I just foresaw plenty of consequences, in the time it took me to type up a post. None of them are all that "out there" or improbable, given the "corporation = family/god/king" theme cyberpunk settings hold to. If's it's hard-core canon truth that survivors of botched extraction/kidnapping jobs (and with some companies, their families) are interrogated, questioned, lose security clearance, etc, etc...and if in today's world people lose their jobs and fall on hard times every day for truly trivial bullshit, why is it such a stretch for you to imagine that Shadowrunners, by the very nature of their work, wreck people's lives in ways just as horrible (and, in fact, longer lasting and farther reaching) than just delivering 12 year olds across town?

My point isn't that being a delivery service for pedophiles is okay. My point is that most of what professional criminals do is just as bad, and that a GM has little business arbitrarily smacking people down with random character flaws for some infractions (especially when, as mentioned, the job was offered by the GM himself in the first place).
Fortune
QUOTE (ShadowDragon8685 @ Oct 4 2005, 05:11 AM)
In the girl case, however, the consequences were entirely forseeable.

Really? I have already given one example of how it could possibly be not as obvious as you claim (which you summarily ignored). Here's another ...

It might have been that the girl was the victim of a kidnapping. The political favor had already been performed, or the ransom had already been paid (off screen), and the runners might have been hired to merely pick up the girl (who had previously been drugged by her former captors) from a neutral location (the whorehouse) and return her to her politician benefactor. The reason runners might be used instead of normal Law Enforcement is that publicity of the incident might be damaging to either (or both) the politician and/or the kidnappers.

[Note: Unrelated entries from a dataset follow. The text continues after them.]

//! Hash command implementation.

use std::io::{self, Write};

use stableprint_core::{fingerprint, FingerprintOptions};
use tracing::debug;

use super::read_json;

pub fn run(
    input: Option<String>,
    digest: String,
    format: String,
    prefix: bool,
) -> Result<(), Box<dyn std::error::Error>> {
    // Reject bad flags before reading a possibly large input.
    let config = FingerprintOptions {
        digest: Some(digest),
        format: Some(format),
        prefix,
    }
    .validate()?;
    debug!(?config, "hash:config");

    let value = read_json(input)?;
    let fp = fingerprint(&value, &config)?;

    let mut stdout = io::stdout().lock();
    if fp.format().is_text() {
        writeln!(stdout, "{}", fp)?;
    } else {
        stdout.write_all(fp.as_bytes())?;
    }
    Ok(())
}
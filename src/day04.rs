use bitvec::prelude::*;

use crate::{Params, Part, PuzzleError};

const CROWDED: usize = 4;

struct Floor {
    width: usize,
    height: usize,
    rolls: BitVec,
}

impl Floor {
    fn parse(input: &str) -> Result<Floor, PuzzleError> {
        let rows = input.lines().map(str::trim_end).filter(|line| !line.is_empty()).collect::<Vec<_>>();
        let width = rows.first().map_or(0, |row| row.len());
        let mut rolls = BitVec::with_capacity(width * rows.len());
        for row in &rows {
            if row.len() != width {
                return Err(PuzzleError::malformed(row, format!("expected {} cells", width)));
            }
            for cell in row.bytes() {
                match cell {
                    b'@' => rolls.push(true),
                    b'.' => rolls.push(false),
                    _ => return Err(PuzzleError::malformed(row, format!("unexpected cell '{}'", cell as char)))
                }
            }
        }
        Ok(Floor {width, height: rows.len(), rolls})
    }

    fn neighbours(&self, ix: usize) -> usize {
        let (ri, ci) = (ix / self.width, ix % self.width);
        (-1isize ..= 1).flat_map(|rd| (-1isize ..= 1).map(move |cd| (rd, cd)))
            .filter(|&delta| delta != (0, 0))
            .filter_map(|(rd, cd)| Some((ri.checked_add_signed(rd)?, ci.checked_add_signed(cd)?)))
            .filter(|&(rj, cj)| rj < self.height && cj < self.width && self.rolls[rj * self.width + cj])
            .count()
    }

    fn accessible(&self) -> Vec<usize> {
        self.rolls.iter_ones().filter(|&ix| self.neighbours(ix) < CROWDED).collect()
    }
}

pub fn solve(part: Part, input: &str, _: &Params) -> Result<u64, PuzzleError> {
    let mut floor = Floor::parse(input)?;
    if part == Part::One {
        return Ok(floor.accessible().len() as u64);
    }

    let mut removed = 0;
    loop {
        let reachable = floor.accessible();
        if reachable.is_empty() {break}
        removed += reachable.len() as u64;
        for ix in reachable {floor.rolls.set(ix, false)}
    }
    Ok(removed)
}
//! Playground: stringing junction boxes together into circuits.

use itertools::Itertools;
use tracing::debug;

use crate::{parse_num, Params, Part, PuzzleError};

type Point = (i64, i64, i64);

/// Union-find over junction boxes, union by size with path compression.
struct Circuits {
    parent: Vec<usize>,
    size: Vec<usize>,
    count: usize,
}

impl Circuits {
    fn new(boxes: usize) -> Circuits {
        Circuits {parent: (0 .. boxes).collect(), size: vec![1; boxes], count: boxes}
    }

    fn find(&mut self, mut ix: usize) -> usize {
        let mut root = ix;
        while self.parent[root] != root {root = self.parent[root]}
        while self.parent[ix] != root {
            let next = self.parent[ix];
            self.parent[ix] = root;
            ix = next;
        }
        root
    }

    /// Returns whether two distinct circuits got joined.
    fn join(&mut self, a: usize, b: usize) -> bool {
        let (mut a, mut b) = (self.find(a), self.find(b));
        if a == b {return false}
        if self.size[a] < self.size[b] {std::mem::swap(&mut a, &mut b)}
        self.parent[b] = a;
        self.size[a] += self.size[b];
        self.count -= 1;
        true
    }

    fn sizes(&mut self) -> Vec<usize> {
        let mut sizes = vec![];
        for ix in 0 .. self.parent.len() {
            if self.find(ix) == ix {sizes.push(self.size[ix])}
        }
        sizes
    }
}

fn parse(input: &str) -> Result<Vec<Point>, PuzzleError> {
    input.lines().map(str::trim).filter(|line| !line.is_empty()).map(|line| -> Result<Point, PuzzleError> {
        let Some((x, y, z)) = line.split(',').collect_tuple() else {
            return Err(PuzzleError::malformed(line, "expected `x,y,z`"));
        };
        Ok((parse_num(x)?, parse_num(y)?, parse_num(z)?))
    }).collect()
}

fn dist_sq(a: Point, b: Point) -> i64 {
    (a.0 - b.0).pow(2) + (a.1 - b.1).pow(2) + (a.2 - b.2).pow(2)
}

pub fn solve(part: Part, input: &str, params: &Params) -> Result<u64, PuzzleError> {
    let boxes = parse(input)?;
    if boxes.len() < 2 {
        return Err(PuzzleError::NoSolution("need at least two junction boxes".to_owned()));
    }
    // stable sort keeps input order among equally distant pairs
    let pairs = (0 .. boxes.len()).tuple_combinations()
        .sorted_by_key(|&(a, b): &(usize, usize)| dist_sq(boxes[a], boxes[b]))
        .collect::<Vec<_>>();
    let mut circuits = Circuits::new(boxes.len());

    match part {
        Part::One => {
            for &(a, b) in pairs.iter().take(params.connections) {circuits.join(a, b);}
            let sizes = circuits.sizes();
            debug!(circuits = sizes.len(), "connected closest pairs");
            Ok(sizes.into_iter().sorted_unstable_by(|a, b| b.cmp(a)).take(3).product::<usize>() as u64)
        },
        Part::Two => {
            for &(a, b) in &pairs {
                if circuits.join(a, b) && circuits.count == 1 {
                    return Ok((boxes[a].0 * boxes[b].0) as u64);
                }
            }
            unreachable!("joining every pair always leaves a single circuit")
        }
    }
}

#[cfg(test)]
mod tests {
    use super::*;

    const EXAMPLE: &str = "\
162,817,812
57,618,57
906,360,560
592,479,940
352,342,300
466,668,158
542,29,236
431,825,988
739,650,466
52,470,668
216,146,977
819,987,18
117,168,530
805,96,715
346,949,466
970,615,88
941,993,340
862,61,35
984,92,344
425,690,689
";

    #[test]
    fn example() {
        let params = Params {connections: 10};
        assert_eq!(solve(Part::One, EXAMPLE, &params).unwrap(), 40);
        assert_eq!(solve(Part::Two, EXAMPLE, &params).unwrap(), 25272);
    }

    #[test]
    fn circuits_track_sizes() {
        let mut circuits = Circuits::new(5);
        assert!(circuits.join(0, 1));
        assert!(circuits.join(1, 2));
        assert!(!circuits.join(0, 2));
        assert_eq!(circuits.count, 3);
        let mut sizes = circuits.sizes();
        sizes.sort();
        assert_eq!(sizes, vec![1, 1, 3]);
    }

    #[test]
    fn equal_distances_keep_input_order() {
        let params = Params::default();
        assert_eq!(solve(Part::Two, "1,0,0\n11,0,0\n21,0,0\n", &params).unwrap(), 231);
        assert_eq!(solve(Part::Two, "21,0,0\n1,0,0\n11,0,0\n", &params).unwrap(), 11);
    }

    #[test]
    fn fewer_than_three_circuits() {
        let boxes = "1,0,0\n11,0,0\n100,0,0\n";
        assert_eq!(solve(Part::One, boxes, &Params {connections: 1}).unwrap(), 2);
        assert_eq!(solve(Part::One, boxes, &Params {connections: 2}).unwrap(), 3);
    }

    #[test]
    fn lone_box_has_no_answer() {
        assert!(matches!(
            solve(Part::Two, "1,2,3\n", &Params::default()),
            Err(PuzzleError::NoSolution(_))
        ));
    }
}
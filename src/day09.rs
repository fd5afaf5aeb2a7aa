//! Movie theater: the largest rectangle spanned by two red tiles.
//!
//! The red tiles are the corners of a rectilinear loop. Part two only accepts
//! rectangles made of red or green tiles, i.e. tiles on the loop or inside it.
//! The loop is compressed onto its distinct coordinates: each distinct x gets
//! an odd column and the open gap before it the even column below, likewise
//! for y. Every compressed cell is then uniformly inside or outside the loop,
//! so a flood fill from the border plus a prefix sum over outside tiles
//! answers each candidate rectangle in constant time. A gap between adjacent
//! coordinates holds no tiles and weighs nothing in the sum.

use bitvec::prelude::*;
use itertools::Itertools;
use tracing::debug;

use crate::{parse_num, Params, Part, PuzzleError};

type Tile = (i64, i64);

fn parse(input: &str) -> Result<Vec<Tile>, PuzzleError> {
    input.lines().map(str::trim).filter(|line| !line.is_empty()).map(|line| -> Result<Tile, PuzzleError> {
        let Some((x, y)) = line.split_once(',') else {
            return Err(PuzzleError::malformed(line, "expected `x,y`"));
        };
        Ok((parse_num(x)?, parse_num(y)?))
    }).collect()
}

fn area(a: Tile, b: Tile) -> u64 {
    (a.0.abs_diff(b.0) + 1) * (a.1.abs_diff(b.1) + 1)
}

/// One axis of the compressed grid.
struct Axis(Vec<i64>);

impl Axis {
    fn new(coords: impl Iterator<Item = i64>) -> Axis {
        Axis(coords.sorted_unstable().dedup().collect())
    }

    /// Compressed index of a coordinate taken from the loop itself.
    fn index(&self, coord: i64) -> usize {
        2 * self.0.partition_point(|&c| c < coord) + 1
    }

    /// Compressed cells, including a margin of one on either side.
    fn len(&self) -> usize {
        2 * self.0.len() + 1
    }

    /// Tiles that compressed cell `ix` stands for along this axis.
    fn width(&self, ix: usize) -> u64 {
        let gap = ix / 2;
        if ix % 2 == 1 || gap == 0 || gap == self.0.len() {return 1}
        (self.0[gap] - self.0[gap - 1] - 1) as u64
    }
}

struct Floor {
    xs: Axis,
    ys: Axis,
    /// Prefix sums of outside tiles over a `(cols + 1) x (rows + 1)` table, column-major.
    outside: Vec<u64>,
}

impl Floor {
    fn new(tiles: &[Tile]) -> Result<Floor, PuzzleError> {
        let xs = Axis::new(tiles.iter().map(|t| t.0));
        let ys = Axis::new(tiles.iter().map(|t| t.1));
        let (cols, rows) = (xs.len(), ys.len());

        let mut wall = bitvec![0; cols * rows];
        for (&a, &b) in tiles.iter().circular_tuple_windows() {
            if a.0 != b.0 && a.1 != b.1 {
                return Err(PuzzleError::malformed(
                    &format!("{},{} -> {},{}", a.0, a.1, b.0, b.1),
                    "consecutive red tiles must share a row or column"
                ));
            }
            let (ca, cb) = (xs.index(a.0), xs.index(b.0));
            let (ra, rb) = (ys.index(a.1), ys.index(b.1));
            for ci in ca.min(cb) ..= ca.max(cb) {
                for ri in ra.min(rb) ..= ra.max(rb) {wall.set(ci * rows + ri, true)}
            }
        }

        // the margin column 0 is never part of the loop
        let mut out = bitvec![0; cols * rows];
        let mut stack = vec![(0usize, 0usize)];
        out.set(0, true);
        while let Some((ci, ri)) = stack.pop() {
            let next = [
                ci.checked_sub(1).map(|c| (c, ri)), (ci + 1 < cols).then_some((ci + 1, ri)),
                ri.checked_sub(1).map(|r| (ci, r)), (ri + 1 < rows).then_some((ci, ri + 1))
            ];
            for (cj, rj) in next.into_iter().flatten() {
                let ix = cj * rows + rj;
                if !wall[ix] && !out[ix] {
                    out.set(ix, true);
                    stack.push((cj, rj));
                }
            }
        }

        let stride = rows + 1;
        let mut outside = vec![0u64; (cols + 1) * stride];
        for ci in 0 .. cols {
            for ri in 0 .. rows {
                let weight = if out[ci * rows + ri] {xs.width(ci) * ys.width(ri)} else {0};
                outside[(ci + 1) * stride + ri + 1] = weight
                    + outside[ci * stride + ri + 1]
                    + outside[(ci + 1) * stride + ri]
                    - outside[ci * stride + ri];
            }
        }
        debug!(cols, rows, "compressed the tile floor");
        Ok(Floor {xs, ys, outside})
    }

    /// Whether the rectangle with corners `a` and `b` avoids every outside tile.
    fn covers(&self, a: Tile, b: Tile) -> bool {
        let stride = self.ys.len() + 1;
        let (ca, cb) = (self.xs.index(a.0), self.xs.index(b.0));
        let (ra, rb) = (self.ys.index(a.1), self.ys.index(b.1));
        let (c0, c1) = (ca.min(cb), ca.max(cb) + 1);
        let (r0, r1) = (ra.min(rb), ra.max(rb) + 1);
        let sum = self.outside[c1 * stride + r1] + self.outside[c0 * stride + r0]
            - self.outside[c0 * stride + r1] - self.outside[c1 * stride + r0];
        sum == 0
    }
}

pub fn solve(part: Part, input: &str, _: &Params) -> Result<u64, PuzzleError> {
    let tiles = parse(input)?;
    let floor = match part {
        Part::One => None,
        Part::Two => Some(Floor::new(&tiles)?)
    };
    tiles.iter().tuple_combinations()
        .filter(|&(&a, &b)| floor.as_ref().map_or(true, |floor| floor.covers(a, b)))
        .map(|(&a, &b)| area(a, b))
        .max()
        .ok_or_else(|| PuzzleError::NoSolution("need at least two red tiles".to_owned()))
}

#[cfg(test)]
mod tests {
    use super::*;

    const EXAMPLE: &str = "7,1\n11,1\n11,7\n9,7\n9,5\n2,5\n2,3\n7,3\n";

    #[test]
    fn example() {
        let params = Params::default();
        assert_eq!(solve(Part::One, EXAMPLE, &params).unwrap(), 50);
        assert_eq!(solve(Part::Two, EXAMPLE, &params).unwrap(), 24);
    }

    #[test]
    fn notch_is_not_covered() {
        // a U shape: the gap between the arms lies outside the loop
        let u = "0,0\n10,0\n10,10\n7,10\n7,3\n3,3\n3,10\n0,10\n";
        let params = Params::default();
        assert_eq!(solve(Part::One, u, &params).unwrap(), 121);
        assert_eq!(solve(Part::Two, u, &params).unwrap(), 44);
        let floor = Floor::new(&parse(u).unwrap()).unwrap();
        assert!(!floor.covers((3, 10), (7, 10)));
        assert!(floor.covers((0, 0), (10, 3)));
    }

    #[test]
    fn touching_arms_leave_no_gap() {
        // the notch between x=3 and x=4 is narrower than a tile
        let u = "0,0\n10,0\n10,10\n4,10\n4,3\n3,3\n3,10\n0,10\n";
        assert_eq!(solve(Part::Two, u, &Params::default()).unwrap(), 121);
        let floor = Floor::new(&parse(u).unwrap()).unwrap();
        assert_eq!(floor.xs.width(floor.xs.index(3) + 1), 0);
        assert!(floor.covers((3, 10), (4, 3)));
    }

    #[test]
    fn diagonal_edge_is_rejected() {
        assert!(solve(Part::Two, "0,0\n5,5\n0,5\n", &Params::default()).is_err());
    }
}
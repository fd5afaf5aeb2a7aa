//! Reactor: count the data paths through a network of devices.

use rustc_hash::FxHashMap;

use crate::{Params, Part, PuzzleError};

const OUT: &str = "out";

struct Reactor<'a> {
    outputs: FxHashMap<&'a str, Vec<&'a str>>,
}

impl<'a> Reactor<'a> {
    fn parse(input: &'a str) -> Result<Reactor<'a>, PuzzleError> {
        let mut outputs = FxHashMap::default();
        for line in input.lines().map(str::trim).filter(|line| !line.is_empty()) {
            let Some((device, targets)) = line.split_once(':') else {
                return Err(PuzzleError::malformed(line, "expected `device: outputs...`"));
            };
            outputs.entry(device.trim()).or_insert_with(Vec::new).extend(targets.split_whitespace());
        }
        Ok(Reactor {outputs})
    }

    /// Number of distinct paths from `from` to `to`.
    fn paths(&self, from: &'a str, to: &'a str) -> Result<u64, PuzzleError> {
        self.count(from, to, &mut FxHashMap::default())
    }

    /// `memo` holds `None` for devices still on the current path. A device
    /// without an output line leads nowhere.
    fn count(&self, device: &'a str, to: &'a str, memo: &mut FxHashMap<&'a str, Option<u64>>) -> Result<u64, PuzzleError> {
        if device == to {return Ok(1)}
        match memo.get(device) {
            Some(&Some(paths)) => return Ok(paths),
            Some(None) => return Err(PuzzleError::malformed(device, "device feeds back into itself")),
            None => ()
        }
        memo.insert(device, None);
        let mut paths = 0;
        for &next in self.outputs.get(device).into_iter().flatten() {
            paths += self.count(next, to, memo)?;
        }
        memo.insert(device, Some(paths));
        Ok(paths)
    }

    /// Paths from `from` to `to` that visit `via` in the given order.
    fn paths_via(&self, from: &'a str, via: &[&'a str], to: &'a str) -> Result<u64, PuzzleError> {
        let mut stops = vec![from];
        stops.extend_from_slice(via);
        stops.push(to);
        stops.windows(2).map(|leg| self.paths(leg[0], leg[1])).product()
    }
}

pub fn solve(part: Part, input: &str, _: &Params) -> Result<u64, PuzzleError> {
    let reactor = Reactor::parse(input)?;
    let start = match part {Part::One => "you", Part::Two => "svr"};
    if !reactor.outputs.contains_key(start) {
        return Err(PuzzleError::NoSolution(format!("there is no device `{}`", start)));
    }
    match part {
        Part::One => reactor.paths(start, OUT),
        // in an acyclic network at most one of the two orders has any paths
        Part::Two => Ok(reactor.paths_via(start, &["dac", "fft"], OUT)? + reactor.paths_via(start, &["fft", "dac"], OUT)?)
    }
}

Everything may not be as cut-and-dried as you propose. The runners were not given enough information to automatically assume that the girl was eventually destined for death (and/or worse).
Fox1
QUOTE (ShadowDragon8685)
In the girl case, however, the consequences were entirely forseeable. PAINFULLY forseeable, given that two Runners walked out on the J, on the spot. It's on their heads.

I think it would be best to drop the debate.

The people you are dealing with do not run the same type of SR campaign as you do, nor do they run the same type of campaign as the GM in question, nor were they at the gaming table to have enough information for a rational judgement in any case.

Instead they are making a knee-jerk reaction based upon a value system that either exists within a different gaming campaign, or perhaps just plain a different value system period.

There is no place for this debate to go. It is best dropped as a result.